Work to complete:
Reproduce the whole listing, character for character.

Given records:
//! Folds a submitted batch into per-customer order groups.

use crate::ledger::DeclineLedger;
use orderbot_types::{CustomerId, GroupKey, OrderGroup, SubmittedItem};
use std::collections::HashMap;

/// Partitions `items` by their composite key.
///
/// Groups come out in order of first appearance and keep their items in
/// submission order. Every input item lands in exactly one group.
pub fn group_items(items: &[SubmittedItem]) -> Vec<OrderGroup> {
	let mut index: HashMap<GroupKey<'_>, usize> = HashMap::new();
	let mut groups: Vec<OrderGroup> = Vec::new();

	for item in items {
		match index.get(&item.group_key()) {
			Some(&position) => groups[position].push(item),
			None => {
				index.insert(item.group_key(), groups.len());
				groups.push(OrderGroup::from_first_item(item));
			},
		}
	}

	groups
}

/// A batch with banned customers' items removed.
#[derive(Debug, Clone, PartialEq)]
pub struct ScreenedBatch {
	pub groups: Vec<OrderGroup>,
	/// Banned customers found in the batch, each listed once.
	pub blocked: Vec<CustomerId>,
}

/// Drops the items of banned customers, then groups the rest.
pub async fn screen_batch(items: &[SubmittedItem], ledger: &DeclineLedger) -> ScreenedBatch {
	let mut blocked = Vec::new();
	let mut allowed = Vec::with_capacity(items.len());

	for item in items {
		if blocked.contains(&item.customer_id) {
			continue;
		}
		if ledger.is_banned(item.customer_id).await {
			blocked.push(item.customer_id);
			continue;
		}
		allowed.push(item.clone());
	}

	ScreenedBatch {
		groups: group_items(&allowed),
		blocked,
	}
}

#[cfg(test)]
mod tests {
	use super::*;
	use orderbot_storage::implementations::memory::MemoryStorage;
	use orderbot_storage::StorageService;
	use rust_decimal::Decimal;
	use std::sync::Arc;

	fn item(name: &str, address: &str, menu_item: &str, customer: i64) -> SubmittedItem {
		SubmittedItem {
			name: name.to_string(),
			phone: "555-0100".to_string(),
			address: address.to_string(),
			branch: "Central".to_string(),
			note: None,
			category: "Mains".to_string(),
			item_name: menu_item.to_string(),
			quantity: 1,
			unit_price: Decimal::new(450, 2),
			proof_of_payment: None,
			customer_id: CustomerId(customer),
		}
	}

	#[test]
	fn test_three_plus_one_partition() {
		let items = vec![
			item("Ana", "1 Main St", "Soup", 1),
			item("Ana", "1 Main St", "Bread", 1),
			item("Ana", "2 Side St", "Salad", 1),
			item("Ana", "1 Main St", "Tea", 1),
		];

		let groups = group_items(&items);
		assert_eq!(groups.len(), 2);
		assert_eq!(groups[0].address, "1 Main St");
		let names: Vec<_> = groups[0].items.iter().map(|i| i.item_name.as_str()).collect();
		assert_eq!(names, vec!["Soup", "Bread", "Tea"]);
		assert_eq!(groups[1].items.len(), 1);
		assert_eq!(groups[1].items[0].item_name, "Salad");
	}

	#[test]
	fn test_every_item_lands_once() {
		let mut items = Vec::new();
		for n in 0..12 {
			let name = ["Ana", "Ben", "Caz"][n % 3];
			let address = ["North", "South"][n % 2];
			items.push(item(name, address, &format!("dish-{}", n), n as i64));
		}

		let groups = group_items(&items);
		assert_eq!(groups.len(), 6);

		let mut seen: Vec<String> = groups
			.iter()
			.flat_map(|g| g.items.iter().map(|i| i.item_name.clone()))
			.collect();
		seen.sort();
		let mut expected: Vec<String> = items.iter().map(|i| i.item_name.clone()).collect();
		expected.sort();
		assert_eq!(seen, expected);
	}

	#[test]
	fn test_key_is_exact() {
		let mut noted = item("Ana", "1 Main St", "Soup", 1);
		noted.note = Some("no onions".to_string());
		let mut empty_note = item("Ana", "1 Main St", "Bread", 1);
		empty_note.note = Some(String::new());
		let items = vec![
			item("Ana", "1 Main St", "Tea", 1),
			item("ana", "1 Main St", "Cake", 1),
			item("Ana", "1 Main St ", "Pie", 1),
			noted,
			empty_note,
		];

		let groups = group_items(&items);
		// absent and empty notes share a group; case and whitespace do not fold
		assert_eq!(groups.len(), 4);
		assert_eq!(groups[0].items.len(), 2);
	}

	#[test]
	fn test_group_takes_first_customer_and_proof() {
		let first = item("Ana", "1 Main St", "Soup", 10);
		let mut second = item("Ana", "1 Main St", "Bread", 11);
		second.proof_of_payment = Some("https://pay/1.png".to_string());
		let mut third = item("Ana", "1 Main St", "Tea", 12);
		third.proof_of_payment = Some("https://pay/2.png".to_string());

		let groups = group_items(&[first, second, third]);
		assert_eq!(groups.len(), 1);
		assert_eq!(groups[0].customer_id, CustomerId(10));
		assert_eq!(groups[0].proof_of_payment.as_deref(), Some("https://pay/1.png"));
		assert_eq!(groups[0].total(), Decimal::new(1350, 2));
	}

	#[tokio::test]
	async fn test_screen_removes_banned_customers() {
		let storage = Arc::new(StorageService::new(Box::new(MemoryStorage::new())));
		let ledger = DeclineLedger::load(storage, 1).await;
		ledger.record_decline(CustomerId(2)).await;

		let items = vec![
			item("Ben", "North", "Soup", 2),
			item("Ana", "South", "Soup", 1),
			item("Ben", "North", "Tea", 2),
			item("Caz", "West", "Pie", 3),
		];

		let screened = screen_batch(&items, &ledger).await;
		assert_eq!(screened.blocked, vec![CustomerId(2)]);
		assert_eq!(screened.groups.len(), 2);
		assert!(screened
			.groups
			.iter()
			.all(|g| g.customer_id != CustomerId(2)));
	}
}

Answer section:
//! Folds a submitted batch into per-customer order groups.

use crate::ledger::DeclineLedger;
use orderbot_types::{CustomerId, GroupKey, OrderGroup, SubmittedItem};
use std::collections::HashMap;

/// Partitions `items` by their composite key.
///
/// Groups come out in order of first appearance and keep their items in
/// submission order. Every input item lands in exactly one group.
pub fn group_items(items: &[SubmittedItem]) -> Vec<OrderGroup> {
	let mut index: HashMap<GroupKey<'_>, usize> = HashMap::new();
	let mut groups: Vec<OrderGroup> = Vec::new();

	for item in items {
		match index.get(&item.group_key()) {
			Some(&position) => groups[position].push(item),
			None => {
				index.insert(item.group_key(), groups.len());
				groups.push(OrderGroup::from_first_item(item));
			},
		}
	}

	groups
}

/// A batch with banned customers' items removed.
#[derive(Debug, Clone, PartialEq)]
pub struct ScreenedBatch {
	pub groups: Vec<OrderGroup>,
	/// Banned customers found in the batch, each listed once.
	pub blocked: Vec<CustomerId>,
}

/// Drops the items of banned customers, then groups the rest.
pub async fn screen_batch(items: &[SubmittedItem], ledger: &DeclineLedger) -> ScreenedBatch {
	let mut blocked = Vec::new();
	let mut allowed = Vec::with_capacity(items.len());

	for item in items {
		if blocked.contains(&item.customer_id) {
			continue;
		}
		if ledger.is_banned(item.customer_id).await {
			blocked.push(item.customer_id);
			continue;
		}
		allowed.push(item.clone());
	}

	ScreenedBatch {
		groups: group_items(&allowed),
		blocked,
	}
}

#[cfg(test)]
mod tests {
	use super::*;
	use orderbot_storage::implementations::memory::MemoryStorage;
	use orderbot_storage::StorageService;
	use rust_decimal::Decimal;
	use std::sync::Arc;

	fn item(name: &str, address: &str, menu_item: &str, customer: i64) -> SubmittedItem {
		SubmittedItem {
			name: name.to_string(),
			phone: "555-0100".to_string(),
			address: address.to_string(),
			branch: "Central".to_string(),
			note: None,
			category: "Mains".to_string(),
			item_name: menu_item.to_string(),
			quantity: 1,
			unit_price: Decimal::new(450, 2),
			proof_of_payment: None,
			customer_id: CustomerId(customer),
		}
	}

	#[test]
	fn test_three_plus_one_partition() {
		let items = vec![
			item("Ana", "1 Main St", "Soup", 1),
			item("Ana", "1 Main St", "Bread", 1),
			item("Ana", "2 Side St", "Salad", 1),
			item("Ana", "1 Main St", "Tea", 1),
		];

		let groups = group_items(&items);
		assert_eq!(groups.len(), 2);
		assert_eq!(groups[0].address, "1 Main St");
		let names: Vec<_> = groups[0].items.iter().map(|i| i.item_name.as_str()).collect();
		assert_eq!(names, vec!["Soup", "Bread", "Tea"]);
		assert_eq!(groups[1].items.len(), 1);
		assert_eq!(groups[1].items[0].item_name, "Salad");
	}

	#[test]
	fn test_every_item_lands_once() {
		let mut items = Vec::new();
		for n in 0..12 {
			let name = ["Ana", "Ben", "Caz"][n % 3];
			let address = ["North", "South"][n % 2];
			items.push(item(name, address, &format!("dish-{}", n), n as i64));
		}

		let groups = group_items(&items);
		assert_eq!(groups.len(), 6);

		let mut seen: Vec<String> = groups
			.iter()
			.flat_map(|g| g.items.iter().map(|i| i.item_name.clone()))
			.collect();
		seen.sort();
		let mut expected: Vec<String> = items.iter().map(|i| i.item_name.clone()).collect();
		expected.sort();
		assert_eq!(seen, expected);
	}

	#[test]
	fn test_key_is_exact() {
		let mut noted = item("Ana", "1 Main St", "Soup", 1);
		noted.note = Some("no onions".to_string());
		let mut empty_note = item("Ana", "1 Main St", "Bread", 1);
		empty_note.note = Some(String::new());
		let items = vec![
			item("Ana", "1 Main St", "Tea", 1),
			item("ana", "1 Main St", "Cake", 1),
			item("Ana", "1 Main St ", "Pie", 1),
			noted,
			empty_note,
		];

		let groups = group_items(&items);
		// absent and empty notes share a group; case and whitespace do not fold
		assert_eq!(groups.len(), 4);
		assert_eq!(groups[0].items.len(), 2);
	}

	#[test]
	fn test_group_takes_first_customer_and_proof() {
		let first = item("Ana", "1 Main St", "Soup", 10);
		let mut second = item("Ana", "1 Main St", "Bread", 11);
		second.proof_of_payment = Some("https://pay/1.png".to_string());
		let mut third = item("Ana", "1 Main St", "Tea", 12);
		third.proof_of_payment = Some("https://pay/2.png".to_string());

		let groups = group_items(&[first, second, third]);
		assert_eq!(groups.len(), 1);
		assert_eq!(groups[0].customer_id, CustomerId(10));
		assert_eq!(groups[0].proof_of_payment.as_deref(), Some("https://pay/1.png"));
		assert_eq!(groups[0].total(), Decimal::new(1350, 2));
	}

	#[tokio::test]
	async fn test_screen_removes_banned_customers() {
		let storage = Arc::new(StorageService::new(Box::new(MemoryStorage::new())));
		let ledger = DeclineLedger::load(storage, 1).await;
		ledger.record_decline(CustomerId(2)).await;

		let items = vec![
			item("Ben", "North", "Soup", 2),
			item("Ana", "South", "Soup", 1),
			item("Ben", "North", "Tea", 2),
			item("Caz", "West", "Pie", 3),
		];

		let screened = screen_batch(&items, &ledger).await;
		assert_eq!(screened.blocked, vec![CustomerId(2)]);
		assert_eq!(screened.groups.len(), 2);
		assert!(screened
			.groups
			.iter()
			.all(|g| g.customer_id != CustomerId(2)));
	}
}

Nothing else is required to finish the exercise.